TSIと京セラ、ハンガーで顧客行動をデータ化

 TSIホールディングスは、京セラとの協業によって店舗内で顧客の動きをデータ化する行動取得システムを開発し、実証実験を始めた。ハンガーに取り付けたセンサー(センシングデバイス)によって「商品を手に取る」「姿見の前で合わせる」「試着室に入る」といった関心の具合をデータ化する。データをもとにECのレコメンデーションなどに活用し、顧客の体験価値を高める。

 11月から「ナノ・ユニバース」のラゾーナ川崎店で導入した。まず同店で半年間の実証実験を行う。その後「ナノ・ユニバース」の他店やTSIの他の業態に広げる。

 仕組みとしては、「ナノ・ユニバース」のアプリ会員の客が店舗の入り口の読み取り装置にスマートフォンをかざしてチェックインする。気に入った商品のハンガーを持ち上げるとセンシングデバイスが反応。さらに姿見や試着室に取り付けたビーコンから位置情報や商品情報がアプリに送信される。それらの情報と店舗内のカメラで検知した行動変化情報などが、顧客IDとともにクラウド上にある行動分析システムに送信される。顧客の商品に対する関心をデータとして把握する。

 関心があっても購入に至らなかった商品については、後日ダイレクトメールなどを通じてECや店舗への再来店を促す。収集したデータは実証実験のみに使用し、プライバシーの保護に配慮する。

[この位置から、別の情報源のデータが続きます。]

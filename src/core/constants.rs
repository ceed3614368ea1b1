pub const APP_TITLE: &str = "SITE LOCALIZER";
pub const VERSION: &str = env!("CARGO_PKG_VERSION");

pub const DEFAULT_LANGUAGE: &str = "en";
pub const BUILTIN_LANGUAGES: &[&str] = &["en", "de", "fr"];

pub const DEFAULT_CONFIG_FILE: &str = "site-localizer.toml";
pub const DEFAULT_PREFERENCE_FILE: &str = "preferences.toml";
pub const DEFAULT_STORAGE_KEY: &str = "site-language";
pub const DEFAULT_LOCALES_DIR: &str = "locales";
pub const DEFAULT_LOG_LEVEL: &str = "info";

/// Query parameter and fragment marker name.
pub const LANG_PARAM: &str = "lang";

// DOM marker attributes
pub const ATTR_KEY: &str = "data-i18n";
pub const ATTR_FALLBACK: &str = "data-i18n-fallback";
pub const ATTR_HTML: &str = "data-i18n-html";
pub const ATTR_TEMPLATE: &str = "data-i18n-template";
pub const ATTR_VARIABLE_PREFIX: &str = "data-i18n-var-";
pub const ATTR_VARIABLES: &str = "data-i18n-vars";
pub const ATTR_SCAN: &str = "data-i18n-scan";
pub const ATTR_ORIGINAL: &str = "data-i18n-original";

 オンライン(EC)であれば、閲覧する、色・サイズを見る、お気に入りに入れる、カートに入れる、購入する、といった一連の顧客行動のデータを細かく蓄積し、レコメンデーションなどに活用することが当たり前になっている。OMO(オンラインとオフラインの融合)を進める上で、オフライン(実店舗)の顧客行動も継ぎ目なくつなぐこと課題だった。TSIホールディングスの渡辺啓之・執行役員デジタルビジネス部長は「顧客体験の連続性がどのような効果を生むのか検証したい」と話す。データの一元化によって、店舗で品定めした後にECで買うなどの顧客行動が分かれば、接客した販売員の評価などにも反映できる。

 京セラは人の行動を追える技術の開発に取り組んできたが、実際に小売店の顧客の行動をデータ化する取り組みは今回が初めて。「商品を買う、買わないとの間にはグラデーションがある。そこでデータを活用できるようにしたい」(京セラのコミュニケーションシステム研究開発部の出川智博氏)。
 実証実験でデータを集積することに軸足を置き、顧客体験の向上に活用する。将来データ分析の知見が高まれば、商品企画などの分野に応用することも考えられる。

 「ナノ・ユニバース」は売上高に占めるEC化率が約50%で、アプリを利用する顧客が多いため実証実験のデータ収集に選ばれた。同じく11月から顧客体験プラットフォーム「カルテ(KARTE)」を運営するプレイド(東京、倉橋健太CEO)と協業し、オンラインの顧客行動データと店舗在庫データを組み合わせた顧客体験の実証実験を、ラゾーナ川崎店を含む3店舗で始めている。